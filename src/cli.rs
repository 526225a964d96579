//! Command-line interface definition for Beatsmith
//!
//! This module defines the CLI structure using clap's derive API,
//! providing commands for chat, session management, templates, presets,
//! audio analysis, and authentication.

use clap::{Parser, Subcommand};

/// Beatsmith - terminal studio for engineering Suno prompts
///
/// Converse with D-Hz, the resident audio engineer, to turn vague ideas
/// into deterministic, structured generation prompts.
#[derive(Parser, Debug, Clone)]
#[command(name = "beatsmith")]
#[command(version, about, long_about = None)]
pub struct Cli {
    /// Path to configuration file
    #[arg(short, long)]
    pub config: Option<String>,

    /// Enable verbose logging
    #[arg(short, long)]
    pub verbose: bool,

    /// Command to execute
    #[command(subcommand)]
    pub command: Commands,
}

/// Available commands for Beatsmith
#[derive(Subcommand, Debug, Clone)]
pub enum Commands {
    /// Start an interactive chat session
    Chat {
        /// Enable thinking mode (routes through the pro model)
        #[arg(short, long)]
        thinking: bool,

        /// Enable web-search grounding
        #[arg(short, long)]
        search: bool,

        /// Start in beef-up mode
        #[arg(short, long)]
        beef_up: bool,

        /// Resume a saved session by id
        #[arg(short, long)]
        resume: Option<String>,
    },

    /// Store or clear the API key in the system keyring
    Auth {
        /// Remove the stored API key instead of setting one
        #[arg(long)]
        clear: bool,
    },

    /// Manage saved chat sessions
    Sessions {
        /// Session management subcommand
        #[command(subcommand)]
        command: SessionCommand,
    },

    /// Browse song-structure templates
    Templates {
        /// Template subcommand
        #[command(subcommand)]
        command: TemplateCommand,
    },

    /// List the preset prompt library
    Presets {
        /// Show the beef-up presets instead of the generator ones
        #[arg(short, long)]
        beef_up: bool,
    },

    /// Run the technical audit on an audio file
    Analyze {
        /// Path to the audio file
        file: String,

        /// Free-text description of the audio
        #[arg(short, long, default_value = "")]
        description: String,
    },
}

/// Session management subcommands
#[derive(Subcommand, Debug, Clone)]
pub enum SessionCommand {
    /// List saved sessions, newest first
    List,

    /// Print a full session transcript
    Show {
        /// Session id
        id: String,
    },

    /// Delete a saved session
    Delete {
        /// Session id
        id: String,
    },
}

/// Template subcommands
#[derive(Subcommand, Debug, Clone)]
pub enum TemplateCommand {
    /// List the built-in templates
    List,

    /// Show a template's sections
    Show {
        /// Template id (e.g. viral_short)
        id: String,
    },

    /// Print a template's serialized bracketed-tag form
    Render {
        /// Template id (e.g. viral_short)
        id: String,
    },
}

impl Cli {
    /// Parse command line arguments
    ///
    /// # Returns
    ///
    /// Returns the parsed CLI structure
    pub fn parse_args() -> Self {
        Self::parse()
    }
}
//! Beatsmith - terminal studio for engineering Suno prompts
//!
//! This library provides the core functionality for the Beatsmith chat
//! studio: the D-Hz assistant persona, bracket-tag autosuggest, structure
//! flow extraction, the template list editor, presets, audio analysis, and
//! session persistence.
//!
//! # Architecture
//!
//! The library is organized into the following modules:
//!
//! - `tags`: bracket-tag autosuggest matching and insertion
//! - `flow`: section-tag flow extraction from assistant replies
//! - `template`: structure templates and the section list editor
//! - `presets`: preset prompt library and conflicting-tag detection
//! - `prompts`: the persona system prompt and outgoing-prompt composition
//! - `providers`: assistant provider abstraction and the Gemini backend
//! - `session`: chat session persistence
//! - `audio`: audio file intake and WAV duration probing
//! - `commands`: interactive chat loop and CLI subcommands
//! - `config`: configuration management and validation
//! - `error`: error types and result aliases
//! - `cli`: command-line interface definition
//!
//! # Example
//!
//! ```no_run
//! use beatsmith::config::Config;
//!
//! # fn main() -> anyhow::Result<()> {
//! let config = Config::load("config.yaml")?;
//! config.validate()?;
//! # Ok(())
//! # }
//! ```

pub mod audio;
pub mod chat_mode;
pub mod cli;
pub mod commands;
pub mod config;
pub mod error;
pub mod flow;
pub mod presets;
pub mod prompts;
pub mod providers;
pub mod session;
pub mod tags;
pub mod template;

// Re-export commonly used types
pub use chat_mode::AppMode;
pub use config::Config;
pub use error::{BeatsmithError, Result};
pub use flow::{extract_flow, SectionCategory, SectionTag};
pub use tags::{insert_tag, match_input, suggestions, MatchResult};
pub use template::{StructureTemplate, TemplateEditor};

......

- _What to do_
The complete listing, from first line to last, should be copied verbatim.

- _Reply_
filename src/cli.rs
repository 526225a964d96579
//! Command-line interface definition for Beatsmith
//!
//! This module defines the CLI structure using clap's derive API,
//! providing commands for chat, session management, templates, presets,
//! audio analysis, and authentication.

use clap::{Parser, Subcommand};

/// Beatsmith - terminal studio for engineering Suno prompts
///
/// Converse with D-Hz, the resident audio engineer, to turn vague ideas
/// into deterministic, structured generation prompts.
#[derive(Parser, Debug, Clone)]
#[command(name = "beatsmith")]
#[command(version, about, long_about = None)]
pub struct Cli {
    /// Path to configuration file
    #[arg(short, long)]
    pub config: Option<String>,

    /// Enable verbose logging
    #[arg(short, long)]
    pub verbose: bool,

    /// Command to execute
    #[command(subcommand)]
    pub command: Commands,
}

/// Available commands for Beatsmith
#[derive(Subcommand, Debug, Clone)]
pub enum Commands {
    /// Start an interactive chat session
    Chat {
        /// Enable thinking mode (routes through the pro model)
        #[arg(short, long)]
        thinking: bool,

        /// Enable web-search grounding
        #[arg(short, long)]
        search: bool,

        /// Start in beef-up mode
        #[arg(short, long)]
        beef_up: bool,

        /// Resume a saved session by id
        #[arg(short, long)]
        resume: Option<String>,
    },

    /// Store or clear the API key in the system keyring
    Auth {
        /// Remove the stored API key instead of setting one
        #[arg(long)]
        clear: bool,
    },

    /// Manage saved chat sessions
    Sessions {
        /// Session management subcommand
        #[command(subcommand)]
        command: SessionCommand,
    },

    /// Browse song-structure templates
    Templates {
        /// Template subcommand
        #[command(subcommand)]
        command: TemplateCommand,
    },

    /// List the preset prompt library
    Presets {
        /// Show the beef-up presets instead of the generator ones
        #[arg(short, long)]
        beef_up: bool,
    },

    /// Run the technical audit on an audio file
    Analyze {
        /// Path to the audio file
        file: String,

        /// Free-text description of the audio
        #[arg(short, long, default_value = "")]
        description: String,
    },
}

/// Session management subcommands
#[derive(Subcommand, Debug, Clone)]
pub enum SessionCommand {
    /// List saved sessions, newest first
    List,

    /// Print a full session transcript
    Show {
        /// Session id
        id: String,
    },

    /// Delete a saved session
    Delete {
        /// Session id
        id: String,
    },
}

/// Template subcommands
#[derive(Subcommand, Debug, Clone)]
pub enum TemplateCommand {
    /// List the built-in templates
    List,

    /// Show a template's sections
    Show {
        /// Template id (e.g. viral_short)
        id: String,
    },

    /// Print a template's serialized bracketed-tag form
    Render {
        /// Template id (e.g. viral_short)
        id: String,
    },
}

impl Cli {
    /// Parse command line arguments
    ///
    /// # Returns
    ///
    /// Returns the parsed CLI structure
    pub fn parse_args() -> Self {
        Self::parse()
    }
}
//! Beatsmith - terminal studio for engineering Suno prompts
//!
//! This library provides the core functionality for the Beatsmith chat
//! studio: the D-Hz assistant persona, bracket-tag autosuggest, structure
//! flow extraction, the template list editor, presets, audio analysis, and
//! session persistence.
//!
//! # Architecture
//!
//! The library is organized into the following modules:
//!
//! - `tags`: bracket-tag autosuggest matching and insertion
//! - `flow`: section-tag flow extraction from assistant replies
//! - `template`: structure templates and the section list editor
//! - `presets`: preset prompt library and conflicting-tag detection
//! - `prompts`: the persona system prompt and outgoing-prompt composition
//! - `providers`: assistant provider abstraction and the Gemini backend
//! - `session`: chat session persistence
//! - `audio`: audio file intake and WAV duration probing
//! - `commands`: interactive chat loop and CLI subcommands
//! - `config`: configuration management and validation
//! - `error`: error types and result aliases
//! - `cli`: command-line interface definition
//!
//! # Example
//!
//! ```no_run
//! use beatsmith::config::Config;
//!
//! # fn main() -> anyhow::Result<()> {
//! let config = Config::load("config.yaml")?;
//! config.validate()?;
//! # Ok(())
//! # }
//! ```

pub mod audio;
pub mod chat_mode;
pub mod cli;
pub mod commands;
pub mod config;
pub mod error;
pub mod flow;
pub mod presets;
pub mod prompts;
pub mod providers;
pub mod session;
pub mod tags;
pub mod template;

// Re-export commonly used types
pub use chat_mode::AppMode;
pub use config::Config;
pub use error::{BeatsmithError, Result};
pub use flow::{extract_flow, SectionCategory, SectionTag};
pub use tags::{insert_tag, match_input, suggestions, MatchResult};
pub use template::{StructureTemplate, TemplateEditor};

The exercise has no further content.